The Ghost in the Clouds: The Spectre of the Brocken
Oct 17, 2025
In the Harz Mountains of Germany, the Brocken has always been a place of mystery. On foggy mornings, climbers have reported seeing a towering figure rise from the mist, surrounded by rings of coloured light. They called it the Spectre of the Brocken.
To those who lived in its shadow, the Brocken was no ordinary mountain. It was a place of strange lights and stranger sounds, where the line between natural and supernatural seemed to blur. Locals spoke of ghostly figures appearing on its slopes, and travellers who vanished after venturing into the fog. When the mist rolled in and the air grew still, some claimed to hear faint voices or laughter carried on the wind. Others saw a shape in the haze, a giant, arms outstretched, haloed in color. To them, it was the mountain’s guardian, or perhaps its curse.
The Brocken already had a reputation steeped in legend. It was said to be the gathering place of witches on Walpurgis Night, where they danced and conjured spirits under the moonlight. Stories told of fires burning on the summit and dark figures moving through the smoke. When the spectre appeared, it seemed to confirm everything those tales suggested, that the Brocken was a place where the living and the dead seemed to share the same ground.
One of the earliest known witnesses was Johann Silberschlag, an 18th-century traveler who saw a vast shadow rise before him on the summit, surrounded by a rainbow-like halo. Terrified, he fell to his knees, believing it to be a divine or ghostly vision. He later gave the phenomenon its name, though he could not explain what he had seen.
Not long after, others claimed to have seen the same figure rising from the mist. In later years, hikers told of feeling watched before the spectre appeared, as though something vast were waiting in the fog. In the 19th and early 20th centuries, reports from the Alps, the Scottish Highlands, and even Japan told of similar apparitions, leading many to believe that certain mountains were haunted.

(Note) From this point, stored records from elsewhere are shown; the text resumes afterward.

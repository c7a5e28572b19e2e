use crate::error::Result;
use std::path::{Component, Path, PathBuf};
use walkdir::WalkDir;

/// A regular file found under the source root.
#[derive(Clone, Debug, PartialEq, Eq)]
pub struct SourceFile {
    pub path: PathBuf,
    /// `/`-separated path relative to the source root.
    pub name: String,
    pub len: u64,
}

/// Every regular file under `root`, sorted by archive name.
///
/// Directories are not returned; they are implied by the names. Symlinks are not followed.
pub fn collect_files(root: &Path) -> Result<Vec<SourceFile>> {
    let mut files = Vec::new();
    for e in WalkDir::new(root).follow_links(false) {
        let e = e.map_err(|e| std::io::Error::new(std::io::ErrorKind::Other, e))?;
        if !e.file_type().is_file() {
            continue;
        }
        let p = e.path();
        let rel = p
            .strip_prefix(root)
            .map_err(|e| std::io::Error::new(std::io::ErrorKind::Other, e))?;
        let len = e
            .metadata()
            .map_err(|e| std::io::Error::new(std::io::ErrorKind::Other, e))?
            .len();
        files.push(SourceFile {
            path: p.to_path_buf(),
            name: archive_name(rel)?,
            len,
        });
    }
    files.sort_by(|a, b| a.name.cmp(&b.name));
    Ok(files)
}

/// Joins the normal components of `rel` with `/`, whatever the host separator.
///
/// Names that are not valid UTF-8 are rejected: a lossy conversion could map two distinct
/// files onto the same entry name.
pub fn archive_name(rel: &Path) -> Result<String> {
    let mut parts = Vec::new();
    for c in rel.components() {
        if let Component::Normal(s) = c {
            let part = s.to_str().ok_or_else(|| {
                std::io::Error::new(
                    std::io::ErrorKind::InvalidData,
                    format!("file name is not valid UTF-8: {}", rel.display()),
                )
            })?;
            parts.push(part);
        }
    }
    Ok(parts.join("/"))
}

#[cfg(test)]
mod tests {
    use super::*;
    use std::fs;

    #[test]
    fn names_are_relative_slash_separated_and_sorted() {
        let tmp = tempfile::tempdir().unwrap();
        let root = tmp.path();
        fs::create_dir_all(root.join("addons/foo")).unwrap();
        fs::create_dir_all(root.join("empty")).unwrap();
        fs::write(root.join("settings.ini"), b"[speech]").unwrap();
        fs::write(root.join("addons/foo/plugin.py"), b"pass").unwrap();
        fs::write(root.join("addons/a.txt"), b"").unwrap();

        let names: Vec<_> = collect_files(root)
            .unwrap()
            .into_iter()
            .map(|f| f.name)
            .collect();
        assert_eq!(
            names,
            vec!["addons/a.txt", "addons/foo/plugin.py", "settings.ini"]
        );
    }

    #[test]
    fn reports_sizes() {
        let tmp = tempfile::tempdir().unwrap();
        fs::write(tmp.path().join("a.bin"), vec![7u8; 1234]).unwrap();
        let files = collect_files(tmp.path()).unwrap();
        assert_eq!(files.len(), 1);
        assert_eq!(files[0].len, 1234);
        assert_eq!(files[0].path, tmp.path().join("a.bin"));
    }

    #[test]
    fn archive_name_drops_dot_components() {
        assert_eq!(archive_name(Path::new("./a/b.ini")).unwrap(), "a/b.ini");
        assert_eq!(
            archive_name(&Path::new("x").join("y").join("z")).unwrap(),
            "x/y/z"
        );
    }

    #[cfg(target_os = "linux")]
    #[test]
    fn non_utf8_names_are_rejected() {
        use std::ffi::OsStr;
        use std::os::unix::ffi::OsStrExt;

        let tmp = tempfile::tempdir().unwrap();
        let root = tmp.path();
        fs::write(root.join(OsStr::from_bytes(b"a\xff.ini")), b"one").unwrap();
        fs::write(root.join(OsStr::from_bytes(b"a\xfe.ini")), b"two").unwrap();

        let err = collect_files(root).unwrap_err();
        assert_eq!(err.kind(), crate::error::ErrorKind::IoFailure);
        assert!(err.to_string().contains("UTF-8"), "{err}");
    }
}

In Scotland, the poet James Hogg told of seeing a dark, towering figure on Ben Macdui, a vision so lifelike that he believed it to be a giant spirit until it copied his gestures. The same effect was later reported by mountaineers across Europe, who spoke of their shadows rising before them like living doubles. In the Andes, explorers during the 18th-century French Geodesic Mission wrote of luminous halos forming around their own silhouettes on the cloud-banks below, describing them as “circles of light around one’s shadow.” Even in France, travellers in the high Auvergne recorded seeing ghostly shapes surrounded by rainbows, believing they had witnessed something holy.
The spectre was no longer confined to one peak. Wherever the right mix of mountain, mist, and sunlight came together, the same illusion appeared, convincing travellers that they had glimpsed a spirit in the clouds.
But as the years passed, the mystery began to unravel. Scientists studying light and atmosphere realized that the Spectre of the Brocken was not a spirit at all, but a trick of perspective and reflection. When the sun shines from behind a person standing above a layer of mist or cloud, their shadow is cast forward onto the vapour. Because the mist’s surface is uneven, the shadow appears distorted and enormous, often ringed by a coloured halo known as a glory.
This combination creates the illusion of a towering figure surrounded by light, the spectre so many mistook for a ghost. The halo forms when sunlight is scattered back by tiny droplets of water, producing concentric rings of color like a personal rainbow. Even knowing this, the sight can still be unsettling. The shadow moves as you move, shifting with every step, as though something unseen is mirroring your every motion.
The same effect can be seen from above the clouds as well. Pilots sometimes report watching their aircraft’s shadow glide across the cloud tops, ringed by a rainbow halo, the same optical illusion that once convinced travellers they had seen a spirit. It’s a reminder that even when we understand what we’re seeing, it can still feel like something more.